It was like a record-scratch moment at the White House Press Briefing Room. President and his - the - President Trump and his allies have insisted for weeks there was no quid pro quo in holding up military aid to Ukraine. But Acting Chief of Staff Mick Mulvaney said at the podium, the White House seal behind him, cameras rolling that there was. Mr. Mulvaney immediately attempted to re-characterize his statements. Speaker Pelosi called them a confession. Ron Elving joins us. Ron, good morning.

RON ELVING, BYLINE: Good to be with you, Scott.

SIMON: What do you make of that moment? Florida Republican Congressman Francis Rooney tells NPR it was like a bolt out of the sky.

ELVING: Just imagine how that bolt stunned the president's most loyal defenders on Capitol Hill, guys like Republican Congressman Mark Meadows of North Carolina, suddenly confronted with what Mulvaney had said. They were dumbfounded, Scott. And who can blame them? Weeks and weeks of their strategy and messaging had been blown away in seconds. And many of them are still struggling to find a new place to stand.

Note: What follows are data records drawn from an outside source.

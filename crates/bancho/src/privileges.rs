//! User privileges.

use std::fmt;

/// The privilege bitflags of a user.
///
/// Only the bits this crate cares about have named constants.
#[derive(Debug, Clone, Copy, PartialEq, Eq, Hash)]
#[cfg_attr(feature = "sqlx", derive(sqlx::Type), sqlx(transparent))]
pub struct Privileges(i32);

impl Privileges
{
	/// The user is not restricted and shows up on leaderboards.
	pub const UNRESTRICTED: Self = Self(1 << 0);

	/// Creates a new [`Privileges`] from the raw bits.
	pub const fn from_bits(bits: i32) -> Self
	{
		Self(bits)
	}

	/// Checks if every bit of `other` is set in `self`.
	pub const fn contains(self, other: Self) -> bool
	{
		(self.0 & other.0) == other.0
	}

	/// Checks if the user should be visible on public leaderboards.
	pub const fn is_unrestricted(self) -> bool
	{
		self.contains(Self::UNRESTRICTED)
	}
}

impl fmt::Display for Privileges
{
	fn fmt(&self, f: &mut fmt::Formatter<'_>) -> fmt::Result
	{
		write!(f, "{:#b}", self.0)
	}
}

SIMON: Let me ask you about how the president has defended that decision to abandon the Kurds and his language. He said this week of the Kurds, they're not angels - of the fighting after withdrawal. It's not our problem. They've got a lot of sand over there, a lot of sand they can play with. He also said it's sort of natural for them, they fight. Has the way President Trump's recent phraseology and the letter to President Erdogan, where he said, don't be a fool, shaken up people?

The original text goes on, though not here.